Все это я проделываю перед началом репетиции. Она еще не началась, но уже декорации и вся обстановка на месте.
А ну-ка еще раз попробую совсем, совсем по-настоящему, всерьез.
Вот передо- мной столик. Дай-ка приведу его действительно в идеальный порядок. Вот тут пыль... тут какое-то пятно, надо попробовать вывести его. Пытаюсь это сделать со всей добросовестностью, кое-чего добиваюсь. Так, дальше. Стол что-то качается — надо его поставить, чтобы был устойчивей. Не удается, иду искать, что бы подложить. Нашел какую-то щепку, подсунул под ножку. Стол не качается, и он начисто вытерт. Теперь надо уложить все предметы в идеальном порядке.
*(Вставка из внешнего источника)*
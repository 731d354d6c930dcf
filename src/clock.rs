//! Clock abstraction for time-dependent rules.
//!
//! Scores decay, blocks expire, correlation windows slide and the circuit
//! breaker measures degraded time, all against an injected [`Clock`] so that
//! tests can drive time explicitly with [`ManualClock`].

use std::fmt::Debug;
use std::sync::Arc;

use chrono::{DateTime, Duration, Utc};
use parking_lot::Mutex;

/// Port for obtaining the current wall-clock time.
pub trait Clock: Send + Sync + Debug {
    /// Get the current time.
    fn now(&self) -> DateTime<Utc>;
}

/// System clock backed by `Utc::now()`.
#[derive(Debug, Clone, Copy, Default)]
pub struct SystemClock;

impl SystemClock {
    /// Create a new system clock.
    pub fn new() -> Self {
        Self
    }
}

impl Clock for SystemClock {
    fn now(&self) -> DateTime<Utc> {
        Utc::now()
    }
}

/// Manually driven clock.
///
/// Clones share the same underlying time, so advancing one clone advances
/// every component holding another.
#[derive(Debug, Clone)]
pub struct ManualClock {
    current: Arc<Mutex<DateTime<Utc>>>,
}

impl ManualClock {
    /// Create a clock starting at `start`.
    pub fn new(start: DateTime<Utc>) -> Self {
        Self {
            current: Arc::new(Mutex::new(start)),
        }
    }

    /// Create a clock starting at the current system time.
    pub fn starting_now() -> Self {
        Self::new(Utc::now())
    }

    /// Advance the clock by whole seconds.
    pub fn advance_secs(&self, secs: i64) {
        self.advance(Duration::seconds(secs));
    }

    /// Advance the clock by a duration.
    pub fn advance(&self, by: Duration) {
        let mut current = self.current.lock();
        *current += by;
    }

    /// Set the clock to a specific time.
    pub fn set(&self, at: DateTime<Utc>) {
        *self.current.lock() = at;
    }
}

impl Clock for ManualClock {
    fn now(&self) -> DateTime<Utc> {
        *self.current.lock()
    }
}

/// Seconds elapsed from `earlier` to `later`, clamped at zero.
pub fn elapsed_secs(earlier: DateTime<Utc>, later: DateTime<Utc>) -> i64 {
    (later - earlier).num_seconds().max(0)
}
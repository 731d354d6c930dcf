//! Composite key derivation.
//!
//! Every scope the engine scores against (network, network + client,
//! device, account, account + device) is reduced to an opaque key:
//! `hex(HMAC-SHA256(secret, policy : key_type : scope parts))`. Keys are
//! stable across processes sharing the secret and never reveal the scope.

use std::fmt;
use std::net::{IpAddr, Ipv6Addr};

use hmac::{Hmac, Mac};
use sha2::Sha256;

use super::types::{DeviceIdentity, RateLimitContext};

type HmacSha256 = Hmac<Sha256>;

/// Prefix length used as the "IP prefix" scope for IPv6 clients.
const IPV6_CLIENT_PREFIX: u8 = 64;

/// The kind of scope a composite key covers.
#[derive(Debug, Clone, Copy, PartialEq, Eq, Hash, PartialOrd, Ord)]
pub enum KeyType {
    /// Client network (IPv4 address or IPv6 /64)
    K1,
    /// IPv6 /48
    K1_48,
    /// IPv6 /40
    K1_40,
    /// IPv6 /32
    K1_32,
    /// Network + normalized user agent
    K2,
    /// Network + device fingerprint
    K3,
    /// Account
    K4,
    /// Account + device fingerprint
    K5,
}

/// Scope class used to pick a decay rate.
#[derive(Debug, Clone, Copy, PartialEq, Eq, Hash)]
pub enum ScopeClass {
    Ip,
    Device,
    Account,
}

impl KeyType {
    /// Name used in key derivation and in policy tables.
    pub fn as_str(&self) -> &'static str {
        match self {
            KeyType::K1 => "k1",
            KeyType::K1_48 => "k1_48",
            KeyType::K1_40 => "k1_40",
            KeyType::K1_32 => "k1_32",
            KeyType::K2 => "k2",
            KeyType::K3 => "k3",
            KeyType::K4 => "k4",
            KeyType::K5 => "k5",
        }
    }

    pub fn scope_class(&self) -> ScopeClass {
        match self {
            KeyType::K4 => ScopeClass::Account,
            KeyType::K3 | KeyType::K5 => ScopeClass::Device,
            _ => ScopeClass::Ip,
        }
    }

    /// Whether this key carries device-scoped state.
    pub fn is_device_scoped(&self) -> bool {
        matches!(self, KeyType::K3 | KeyType::K5)
    }

    /// Whether this key belongs to the network (`k1`) family.
    pub fn is_network(&self) -> bool {
        matches!(
            self,
            KeyType::K1 | KeyType::K1_48 | KeyType::K1_40 | KeyType::K1_32
        )
    }
}

impl fmt::Display for KeyType {
    fn fmt(&self, f: &mut fmt::Formatter<'_>) -> fmt::Result {
        f.write_str(self.as_str())
    }
}

/// The set of composite keys derived for one evaluation.
#[derive(Debug, Clone, PartialEq, Eq)]
pub struct CompositeKeySet {
    pub k1: String,
    pub k1_48: Option<String>,
    pub k1_40: Option<String>,
    pub k1_32: Option<String>,
    pub k2: String,
    pub k3: Option<String>,
    pub k4: Option<String>,
    pub k5: Option<String>,
}

impl CompositeKeySet {
    /// All present keys, coarse network scopes first.
    pub fn entries(&self) -> Vec<(KeyType, &str)> {
        let mut entries = vec![(KeyType::K1, self.k1.as_str())];
        let optional = [
            (KeyType::K1_48, &self.k1_48),
            (KeyType::K1_40, &self.k1_40),
            (KeyType::K1_32, &self.k1_32),
        ];
        entries.extend(optional.into_iter().filter_map(|(kt, k)| k.as_deref().map(|k| (kt, k))));
        entries.push((KeyType::K2, self.k2.as_str()));
        let scoped = [
            (KeyType::K3, &self.k3),
            (KeyType::K4, &self.k4),
            (KeyType::K5, &self.k5),
        ];
        entries.extend(scoped.into_iter().filter_map(|(kt, k)| k.as_deref().map(|k| (kt, k))));
        entries
    }

    /// Look up a key by type.
    pub fn get(&self, key_type: KeyType) -> Option<&str> {
        match key_type {
            KeyType::K1 => Some(self.k1.as_str()),
            KeyType::K1_48 => self.k1_48.as_deref(),
            KeyType::K1_40 => self.k1_40.as_deref(),
            KeyType::K1_32 => self.k1_32.as_deref(),
            KeyType::K2 => Some(self.k2.as_str()),
            KeyType::K3 => self.k3.as_deref(),
            KeyType::K4 => self.k4.as_deref(),
            KeyType::K5 => self.k5.as_deref(),
        }
    }

    /// The same set with device-scoped keys removed.
    pub fn without_device_scope(&self) -> Self {
        Self {
            k3: None,
            k5: None,
            ..self.clone()
        }
    }
}

/// Derives composite keys with a shared HMAC secret.
#[derive(Clone)]
pub struct KeyBuilder {
    secret: Vec<u8>,
}

impl fmt::Debug for KeyBuilder {
    fn fmt(&self, f: &mut fmt::Formatter<'_>) -> fmt::Result {
        f.debug_struct("KeyBuilder").finish_non_exhaustive()
    }
}

impl KeyBuilder {
    pub fn new(secret: impl AsRef<[u8]>) -> Self {
        Self {
            secret: secret.as_ref().to_vec(),
        }
    }

    /// Build every key applicable to this request.
    pub fn build(
        &self,
        policy_name: &str,
        context: &RateLimitContext,
        device: &DeviceIdentity,
    ) -> CompositeKeySet {
        let parsed = context.ip.trim().parse::<IpAddr>().ok();
        let ip_prefix = match parsed {
            Some(IpAddr::V4(v4)) => v4.to_string(),
            Some(IpAddr::V6(v6)) => ipv6_prefix(v6, IPV6_CLIENT_PREFIX),
            None => context.ip.trim().to_string(),
        };
        let v6_variant = |key_type: KeyType, bits: u8| match parsed {
            Some(IpAddr::V6(v6)) => {
                Some(self.derive(policy_name, key_type, &[ipv6_prefix(v6, bits).as_str()]))
            }
            _ => None,
        };
        let fingerprint = device.fingerprint_hash.as_deref();
        let account = context.account_id.map(|id| id.to_string());

        CompositeKeySet {
            k1: self.derive(policy_name, KeyType::K1, &[ip_prefix.as_str()]),
            k1_48: v6_variant(KeyType::K1_48, 48),
            k1_40: v6_variant(KeyType::K1_40, 40),
            k1_32: v6_variant(KeyType::K1_32, 32),
            k2: self.derive(policy_name, KeyType::K2, &[ip_prefix.as_str(), device.normalized_ua.as_str()]),
            k3: fingerprint.map(|fp| self.derive(policy_name, KeyType::K3, &[ip_prefix.as_str(), fp])),
            k4: account
                .as_deref()
                .map(|acct| self.derive(policy_name, KeyType::K4, &[acct])),
            k5: account
                .as_deref()
                .zip(fingerprint)
                .map(|(acct, fp)| self.derive(policy_name, KeyType::K5, &[acct, fp])),
        }
    }

    /// Derive one key. Scope parts are length-prefixed so that no two
    /// distinct part lists feed the MAC the same bytes.
    pub fn derive(&self, policy_name: &str, key_type: KeyType, parts: &[&str]) -> String {
        // HMAC accepts keys of any length, including empty.
        let mut mac = match HmacSha256::new_from_slice(&self.secret) {
            Ok(mac) => mac,
            Err(_) => unreachable!("HMAC-SHA256 accepts keys of any length"),
        };
        mac.update(policy_name.as_bytes());
        mac.update(b":");
        mac.update(key_type.as_str().as_bytes());
        for part in parts {
            mac.update(b":");
            mac.update(part.len().to_string().as_bytes());
            mac.update(b"#");
            mac.update(part.as_bytes());
        }
        hex::encode(mac.finalize().into_bytes())
    }
}

/// Render the `/bits` network prefix of an IPv6 address.
fn ipv6_prefix(addr: Ipv6Addr, bits: u8) -> String {
    let mask = match bits {
        0 => 0,
        b if b >= 128 => u128::MAX,
        b => u128::MAX << (128 - u32::from(b)),
    };
    format!("{}/{}", Ipv6Addr::from(u128::from(addr) & mask), bits)
}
Я не заметил, как совершенно увлекся всеми этими делами. Мне очень хорошо и приятно заниматься делом: вот лежит карандаш и ножичек — дай-ка я попытаюсь его идеально очинить. Принимаюсь за эту работу со всем вниманием и полным удовольствием, но... что такое?
Кругом что-то засуетилось, появились какие-то люди... Ах, это начинается репетиция. Подошла реплика, я открыл окно кассы и начал свою сцену.
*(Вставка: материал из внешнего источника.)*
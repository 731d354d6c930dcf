//! End-to-end scenarios driving the engine with a manual clock and the
//! in-memory stores.

use std::collections::BTreeMap;
use std::sync::Arc;

use adaptive_ratelimit::clock::ManualClock;
use adaptive_ratelimit::config::RateLimiterConfig;
use adaptive_ratelimit::device::{DeviceIdentityResolver, HintDeviceResolver};
use adaptive_ratelimit::ratelimit::{
    Backends, BlockPolicy, CompositeKeySet, Decision, FailureMode, KeyBuilder, OperatingMode,
    PolicySet, RateLimitContext, RateLimitRequest, RateLimitResult, RateLimiterEngine,
};
use adaptive_ratelimit::resilience::BreakerStatus;
use adaptive_ratelimit::store::{MemoryCircuitBreakerStore, MemoryStore, RateLimitStore};

const SECRET: &str = "scenario-secret";
const MEDIUM_HINT: &str = "canvas:3f9a;webgl:ab12";

struct Scenario {
    engine: RateLimiterEngine,
    store: Arc<MemoryStore>,
    clock: ManualClock,
}

impl Scenario {
    fn new(policies: Vec<BlockPolicy>) -> Self {
        let clock = ManualClock::starting_now();
        let store = Arc::new(MemoryStore::new(Arc::new(clock.clone())));
        let backends = Backends {
            store: store.clone(),
            correlation: store.clone(),
            breaker_store: Arc::new(MemoryCircuitBreakerStore::new()),
        };
        let engine = RateLimiterEngine::new(
            &RateLimiterConfig::with_secret(SECRET),
            PolicySet::from_policies(policies).unwrap(),
            backends,
            Arc::new(HintDeviceResolver::new()),
            Arc::new(clock.clone()),
        )
        .unwrap();
        Self {
            engine,
            store,
            clock,
        }
    }

    async fn limit(&self, context: &RateLimitContext, request: &RateLimitRequest) -> RateLimitResult {
        let result = self.engine.limit(context, request).await.unwrap();
        assert_eq!(
            result.decision,
            Decision::from_level(result.level),
            "decision must follow level: {:?}",
            result
        );
        result
    }

    fn keys(&self, policy: &str, context: &RateLimitContext) -> CompositeKeySet {
        let device = HintDeviceResolver::new().resolve(context);
        KeyBuilder::new(SECRET).build(policy, context, &device)
    }
}

fn policy(
    name: &str,
    failure_mode: FailureMode,
    thresholds: &[(i64, u32)],
    deltas: &[(&str, i64)],
) -> BlockPolicy {
    let mut policy = BlockPolicy::new(name);
    policy.failure_mode = failure_mode;
    policy.score_thresholds.insert(
        "default".to_string(),
        thresholds.iter().copied().collect::<BTreeMap<_, _>>(),
    );
    policy.score_deltas = deltas.iter().map(|(k, v)| (k.to_string(), *v)).collect();
    policy
}

fn login_policy() -> BlockPolicy {
    policy(
        "login_protection",
        FailureMode::FailClosed,
        &[(10, 1), (20, 2)],
        &[("k4_failure", 2), ("k1_failure", 1)],
    )
}

#[tokio::test]
async fn login_store_outage_on_third_attempt_fails_closed() {
    let s = Scenario::new(vec![login_policy()]);
    let ctx = RateLimitContext::new("192.0.2.10", "Mozilla/5.0", Some(1001));
    let failure = RateLimitRequest::new("login_protection").failure();

    for _ in 0..2 {
        let result = s.limit(&ctx, &failure).await;
        assert_eq!(result.decision, Decision::Allow);
        assert_eq!(result.mode, OperatingMode::Normal);
    }

    s.clock.advance_secs(3);
    s.store.set_available(false);
    let result = s.limit(&ctx, &failure).await;

    assert_eq!(result.decision, Decision::HardBlock);
    assert_eq!(result.level, 2);
    assert_eq!(result.mode, OperatingMode::FailClosed);
    assert_eq!(result.retry_after_seconds, 600);
}

#[tokio::test]
async fn medium_confidence_dilution_confirms_on_second_window() {
    let s = Scenario::new(vec![login_policy()]);
    let request = RateLimitRequest::new("login_protection");
    let from = |octet: u8| {
        RateLimitContext::new(format!("198.51.100.{}", octet), "Mozilla/5.0", None)
            .with_device_hint(MEDIUM_HINT)
    };

    for octet in 1..=6 {
        let result = s.limit(&from(octet), &request).await;
        assert_eq!(result.decision, Decision::Allow, "first window, ip {}", octet);
    }

    s.clock.advance_secs(11 * 60);
    for octet in 21..=25 {
        assert!(s.limit(&from(octet), &request).await.is_allowed());
    }
    let result = s.limit(&from(26), &request).await;

    assert_eq!(result.decision, Decision::HardBlock);
    assert_eq!(result.level, 2);
    assert_eq!(result.retry_after_seconds, 60);

    let k3 = s.keys("login_protection", &from(26)).k3.unwrap();
    assert_eq!(s.store.check_block(&k3).await.unwrap().unwrap().level, 2);
}

#[tokio::test]
async fn fingerprint_churn_on_one_ip_and_user_agent() {
    let s = Scenario::new(vec![login_policy()]);
    let request = RateLimitRequest::new("login_protection");
    let with_hint = |hint: &str| {
        RateLimitContext::new("203.0.113.7", "Mozilla/5.0", None).with_device_hint(hint)
    };

    assert!(s.limit(&with_hint("fingerprint-alpha-0001"), &request).await.is_allowed());
    assert!(s.limit(&with_hint("fingerprint-bravo-0002"), &request).await.is_allowed());
    let result = s.limit(&with_hint("fingerprint-charlie-03"), &request).await;

    assert_eq!(result.decision, Decision::HardBlock);
    assert_eq!(result.level, 2);
    assert_eq!(result.retry_after_seconds, 60);

    // The IP+UA block now stops any fingerprint on that pair.
    let next = s.limit(&with_hint("fingerprint-delta-0004"), &request).await;
    assert_eq!(next.decision, Decision::HardBlock);
}

#[tokio::test]
async fn ephemeral_fingerprint_creates_no_device_state() {
    let s = Scenario::new(vec![policy(
        "standard",
        FailureMode::FailOpen,
        &[(10, 1), (20, 2)],
        &[("access", 2), ("k3_failure", 6), ("k5_failure", 6), ("k4_failure", 6)],
    )]);
    let hint = "rotating-fingerprint-under-many-agents";
    let failure = RateLimitRequest::new("standard").failure();

    let stable = RateLimitContext::new("192.0.2.50", "AgentOne/1.0", None).with_device_hint(hint);
    s.limit(&stable, &failure).await;
    let second =
        RateLimitContext::new("192.0.2.50", "AgentTwo/1.0", None).with_device_hint(hint);
    s.limit(&second, &failure).await;
    assert!(s.store.has_state_for(&s.keys("standard", &stable).k3.unwrap()));

    // A third user agent marks the fingerprint ephemeral.
    let ephemeral =
        RateLimitContext::new("192.0.2.77", "AgentThree/1.0", Some(555)).with_device_hint(hint);
    for _ in 0..4 {
        s.limit(&ephemeral, &failure).await;
    }

    let keys = s.keys("standard", &ephemeral);
    assert!(!s.store.has_state_for(&keys.k3.unwrap()));
    assert!(!s.store.has_state_for(&keys.k5.unwrap()));
    assert!(s.store.has_state_for(&keys.k4.unwrap()));
    assert!(s.store.has_state_for(&keys.k2));
}

#[tokio::test]
async fn pre_checks_are_idempotent() {
    let s = Scenario::new(vec![login_policy()]);
    let ctx = RateLimitContext::new("192.0.2.20", "Mozilla/5.0", Some(7))
        .with_device_hint(MEDIUM_HINT);
    let pre_check = RateLimitRequest::new("login_protection").pre_check().failure();

    let first = s.limit(&ctx, &pre_check).await;
    for _ in 0..25 {
        assert_eq!(s.limit(&ctx, &pre_check).await, first);
    }

    let keys = s.keys("login_protection", &ctx);
    for (key_type, key) in keys.entries() {
        assert!(
            s.store.get(key).await.unwrap().is_none(),
            "{} was scored by a pre-check",
            key_type
        );
    }
}

#[tokio::test]
async fn low_confidence_device_score_never_hard_blocks() {
    let s = Scenario::new(vec![login_policy()]);
    let ctx = RateLimitContext::new("192.0.2.30", "Mozilla/5.0", None).with_device_hint("weak");
    let k3 = s.keys("login_protection", &ctx).k3.unwrap();
    s.store.set(&k3, i64::MAX / 2, 86_400).await.unwrap();

    let result = s.limit(&ctx, &RateLimitRequest::new("login_protection")).await;
    assert_eq!(result.decision, Decision::SoftBlock);
    assert_eq!(result.level, 1);
}

#[tokio::test]
async fn repeated_breaker_trips_force_fail_closed() {
    let s = Scenario::new(vec![policy("standard", FailureMode::FailOpen, &[(10, 1)], &[])]);
    let ctx = RateLimitContext::new("192.0.2.40", "Mozilla/5.0", None);
    let request = RateLimitRequest::new("standard");

    for trip in 0..2 {
        s.store.set_available(false);
        for _ in 0..3 {
            let result = s.limit(&ctx, &request).await;
            assert_eq!(result.mode, OperatingMode::FailOpen, "trip {}", trip);
        }
        s.store.set_available(true);
        s.clock.advance_secs(300);
        assert_eq!(s.limit(&ctx, &request).await.mode, OperatingMode::Normal);
        assert_eq!(
            s.engine.circuit_breaker().status("standard").await.unwrap(),
            BreakerStatus::Closed
        );
    }

    s.store.set_available(false);
    let mut last = None;
    for _ in 0..3 {
        last = Some(s.limit(&ctx, &request).await);
    }
    let result = last.unwrap();

    assert_eq!(result.mode, OperatingMode::FailClosed);
    assert_eq!(result.decision, Decision::HardBlock);
    assert_eq!(result.retry_after_seconds, 600);
    assert_eq!(
        result.metadata.get("signal").map(String::as_str),
        Some("CRITICAL_RE_ENTRY_VIOLATION")
    );
}

#[tokio::test]
async fn breaker_waits_for_degraded_and_healthy_intervals() {
    let s = Scenario::new(vec![policy("standard", FailureMode::FailOpen, &[(10, 1)], &[])]);
    let ctx = RateLimitContext::new("192.0.2.60", "Mozilla/5.0", None);
    let request = RateLimitRequest::new("standard");
    let status = || async { s.engine.circuit_breaker().status("standard").await.unwrap() };

    s.store.set_available(false);
    for _ in 0..3 {
        s.limit(&ctx, &request).await;
    }
    assert_eq!(status().await, BreakerStatus::Open);

    // A late failure restarts the healthy interval.
    s.clock.advance_secs(250);
    s.limit(&ctx, &request).await;
    s.store.set_available(true);

    s.clock.advance_secs(50);
    s.limit(&ctx, &request).await;
    assert_eq!(status().await, BreakerStatus::Open);

    s.clock.advance_secs(69);
    s.limit(&ctx, &request).await;
    assert_eq!(status().await, BreakerStatus::Open);

    s.clock.advance_secs(1);
    s.limit(&ctx, &request).await;
    assert_eq!(status().await, BreakerStatus::Closed);
}

#[tokio::test]
async fn unknown_policy_is_not_a_verdict() {
    let s = Scenario::new(vec![login_policy()]);
    let ctx = RateLimitContext::new("192.0.2.1", "Mozilla/5.0", None);

    let result = s.engine.limit(&ctx, &RateLimitRequest::new("signup_protection")).await;
    tokio_test::assert_err!(result);
}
Изо дня в день шли репетиции «Растратчиков» то под руководством Станиславского, то без него. Весь стиль репетиционной работы, стиль, давно сложившийся в прочную мхатовскую традицию, для меня был вообще необычен. Репетиции же со Станиславским, и особенно моих сцен, каждый раз пора жали меня все новыми и новыми неожиданными приемами работы.
Все было интересно, увлекательно, но, как мне казалось, имело мало отношения к практике.
Ну хорошо, я могу достигнуть кое-каких результатов по той линии, о которой он говорит, но ведь это в подавляющем большинстве то, что не будет показано зрителю. А вот самая- то сцена, которую надо играть, как же с ней-то? А он, как ни странно, меньше всего интересуется всем тем, что является текстом роли, который надо произносить перед зрителем, и не успею я разинуть рот, как он останавливает меня, обращая внимание на какие-то «пустяки», не имеющие никакого отношения к делу.
— Да дайте ж мне произнести хоть фразу-то! Может, что и получится.
— Ничего не может получиться, раз вы не подготовлены.
— Нет, я занимался...
— Не тем занимались. Все ваше поведение не подводит к той сцене, которую вам надо играть. Следовательно, нечего- и пытаться только набивать свой слух фальшивыми интонациями, от которых потом трудно будет отделаться. Вы не думайте о фразе, интонации, они сами сложатся, думайте о своем поведении. Вот вам, именно вам, а не какомуто там персонажу нужно раздать несколько тысяч денег собравшимся у кассы артельщикам. За каждую копейку вы отвечаете. Вот как вы будете действовать? Имейте в виду, что все артельщики -— жулики, надо- быть очень осторожным. Как вы будете совершать эту операцию?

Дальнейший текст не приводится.